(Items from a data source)
BEGIN
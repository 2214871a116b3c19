//! Browser-facing page routes.

use crate::state::AppState;
use crate::web::handlers::{home_handler, metrics_page_handler, shorten_form_handler};
use axum::{
    Router,
    routing::{get, post},
};

/// # Endpoints
///
/// - `GET  /`                - Home page with the shorten form
/// - `POST /shorten`         - Form submission
/// - `GET  /metrics/{code}`  - Visit count page
pub fn routes() -> Router<AppState> {
    Router::new()
        .route("/", get(home_handler))
        .route("/shorten", post(shorten_form_handler))
        .route("/metrics/{code}", get(metrics_page_handler))
}
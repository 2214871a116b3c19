//! Handler for visit metrics.

use axum::{
    Json,
    extract::{Path, State},
};

use crate::api::dto::metrics::MetricsResponse;
use crate::application::services::LinkService;
use crate::error::AppError;
use crate::state::AppState;

/// Returns the visit count of a live short code.
///
/// # Endpoint
///
/// `GET /api/metrics/{code}`
///
/// # Errors
///
/// Returns 404 Not Found if the code is unknown or expired.
pub async fn metrics_handler(
    State(state): State<AppState>,
    Path(code): Path<String>,
) -> Result<Json<MetricsResponse>, AppError> {
    let metrics = state.stats_service.get_metrics(&code).await?;
    let short_url = LinkService::short_url(&state.site.base_url, &metrics.code);

    Ok(Json(MetricsResponse::from_metrics(metrics, short_url)))
}
//! Repository implementations over the key-value store.
//!
//! # Implementations
//!
//! - [`RedisLinkRepository`] / [`RedisMetricsRepository`] - Production, Redis-backed
//! - [`MemoryLinkRepository`] / [`MemoryMetricsRepository`] - In-process, for local runs and tests
//!
//! All four are constructed with an `Arc` of a shared store handle, so the
//! link and metrics repositories of one backend share a connection.

pub mod memory_link_repository;
pub mod memory_metrics_repository;
pub mod redis_link_repository;
pub mod redis_metrics_repository;

pub use memory_link_repository::MemoryLinkRepository;
pub use memory_metrics_repository::MemoryMetricsRepository;
pub use redis_link_repository::RedisLinkRepository;
pub use redis_metrics_repository::{DEFAULT_KEY_PREFIX, RedisMetricsRepository};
END
» What you will do
Go through the records line by line, and copy each line that holds the string "Router".

» Solution to the exercise
    Router,
pub fn routes() -> Router<AppState> {
    Router::new()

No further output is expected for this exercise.